Continuous glucose monitoring may be a possibility, depending on the needs of the treatment. Only regular testing can guarantee that the child’s blood sugar level stays within the desired range.

  • Weight loss surgery: Weight-loss surgery may result in better type 2 diabetes management for adolescents who are significantly obese, as measured by a body mass index (BMI) of 35 or above.
  • Medical care: To ensure effective diabetes management, the child will require routine checkups. During appointments with the healthcare provider, they may be a discussion about the regular eating patterns of the child, physical activity levels, weight, and any medications the child may be on. Medication usage can be decreased with healthy lifestyle modifications.
  • Signs of trouble: There are some type 2 diabetes complications that need to be treated right away, include low blood sugar, high blood sugar, diabetic ketoacidosis, and hyperosmolar hyperglycemia.
    • Low blood sugar (hypoglycemia): A blood sugar level below the target range in the child is known as hypoglycemia. Blood sugar levels might fall for a variety of causes, such as skipping a meal, consuming less carbohydrates than intended, engaging in greater physical activity than usual, or administering too much insulin. The risk of low blood sugar in children with type 2 diabetes is lower than that of type 1 diabetes in children.

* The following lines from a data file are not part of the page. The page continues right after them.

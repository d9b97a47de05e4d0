//! Shape checker.
//!
//! Walks the whole value, collecting every violation instead of stopping at
//! the first one, and builds the canonical value handed to serde:
//! - optional fields set to `null` are dropped,
//! - undeclared keys of lenient objects are dropped,
//! - a union discriminator authored under its alias is rewritten to the tag.

use super::shape::{ObjectShape, Shape, UnionShape};
use super::violation::{FieldPath, Violation, ViolationKind};
use serde_json::{Map, Value};

pub(crate) fn json_type_name(value: &Value) -> &'static str {
    match value {
        Value::Null => "null",
        Value::Bool(_) => "boolean",
        Value::Number(_) => "number",
        Value::String(_) => "string",
        Value::Array(_) => "array",
        Value::Object(_) => "object",
    }
}

fn wrong_type(shape: &Shape, value: &Value, path: &FieldPath, out: &mut Vec<Violation>) {
    out.push(Violation::new(
        path.clone(),
        ViolationKind::WrongType {
            expected: shape.type_name(),
            found: json_type_name(value),
        },
    ));
}

pub(crate) fn check(
    shape: &Shape,
    value: &Value,
    path: &FieldPath,
    out: &mut Vec<Violation>,
) -> Value {
    match (shape, value) {
        (Shape::Text, Value::String(_))
        | (Shape::Bool, Value::Bool(_))
        | (Shape::Number, Value::Number(_)) => value.clone(),
        (Shape::List(item), Value::Array(items)) => Value::Array(
            items
                .iter()
                .enumerate()
                .map(|(i, v)| check(item, v, &path.index(i), out))
                .collect(),
        ),
        (Shape::Object(object), Value::Object(map)) => {
            Value::Object(check_object(object, map, path, None, out))
        }
        (Shape::Union(union), Value::Object(map)) => check_union(union, map, path, out),
        _ => {
            wrong_type(shape, value, path, out);
            value.clone()
        }
    }
}

fn check_object(
    object: &ObjectShape,
    map: &Map<String, Value>,
    path: &FieldPath,
    tag_key: Option<&str>,
    out: &mut Vec<Violation>,
) -> Map<String, Value> {
    let mut canonical = Map::new();

    for field in &object.fields {
        let field_path = path.key(field.name);
        match map.get(field.name) {
            None => {
                if field.required {
                    out.push(Violation::new(field_path, ViolationKind::Missing));
                }
            }
            Some(Value::Null) if !field.required => {}
            Some(value) => {
                let checked = check(&field.shape, value, &field_path, out);
                canonical.insert(field.name.to_string(), checked);
            }
        }
    }

    if object.strict {
        for key in map.keys() {
            if Some(key.as_str()) == tag_key || object.field(key).is_some() {
                continue;
            }
            out.push(Violation::new(path.key(key), ViolationKind::UnknownKey));
        }
    }

    canonical
}

fn check_union(
    union: &UnionShape,
    map: &Map<String, Value>,
    path: &FieldPath,
    out: &mut Vec<Violation>,
) -> Value {
    let tagged = map
        .get(union.tag)
        .map(|value| (union.tag, value))
        .or_else(|| {
            union
                .alias
                .and_then(|alias| map.get(alias).map(|value| (alias, value)))
        });

    let Some((tag_key, tag_value)) = tagged else {
        out.push(Violation::new(
            path.clone(),
            ViolationKind::MissingTag { tag: union.tag },
        ));
        return Value::Object(map.clone());
    };

    let tag_path = path.key(tag_key);
    let Value::String(discriminator) = tag_value else {
        wrong_type(&Shape::Text, tag_value, &tag_path, out);
        return Value::Object(map.clone());
    };

    let Some(variant) = union.variant_for(discriminator) else {
        out.push(Violation::new(
            tag_path,
            ViolationKind::UnknownVariant {
                found: discriminator.to_string(),
                expected: union.variant_names(),
            },
        ));
        return Value::Object(map.clone());
    };

    let mut canonical = check_object(variant, map, path, Some(tag_key), out);
    canonical.insert(union.tag.to_string(), Value::String(discriminator.clone()));
    Value::Object(canonical)
}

If your child’s blood sugar level is low:

      • Fast-acting carbohydrate: Give your child 15 to 20 grams of a fast-acting carbohydrate, such as fruit juice, glucose tablets, hard candies, regular (not diet) soda, or another sugar source.
      • Retesting blood sugar: In about 15 minutes, recheck your child’s blood sugar to be sure it has returned to the target range. If it isn’t, try again after 15 minutes with a fast-acting carbohydrate until you get a reading within the child’s target range.
    • High blood sugar (hyperglycemia): Blood sugar levels beyond the child’s target range are referred to as hyperglycemia. Numerous factors can cause blood sugar levels to increase, such as being ill, overeating, consuming particular foods, and not taking enough insulin or diabetes medicine.
    • Diabetes ketoacidosis: Because of a significant insulin deficiency, the child’s body produces some harmful acids (ketones). The child could develop the potentially fatal illness known as diabetic ketoacidosis (DKA), if there is an accumulation of excessive ketones. Children with type 1 diabetes have DKA more frequently, while it can also happen to kids with type 2 diabetes. Use an over-the-counter ketone test kit to examine the child’s urine for excessive ketones if they suspect DKA. Call the child’s healthcare provider or go to the emergency room if the ketone levels are high.
    • Hyperosmolar hyperglycemic state: Children with type 2 diabetes may experience hyperosmolar hyperglycemia state (HHS) over a few days. HHS’s abnormally high blood sugar levels, which can reach 600 mg/dL or greater, might arise from severe illnesses, infections, or other medical disorders. Severe dehydration follows from the body’s attempt to eliminate the excessive level of sugar by passing it in the urine. Patient with HHS needs immediate medical attention because the condition is life-threatening.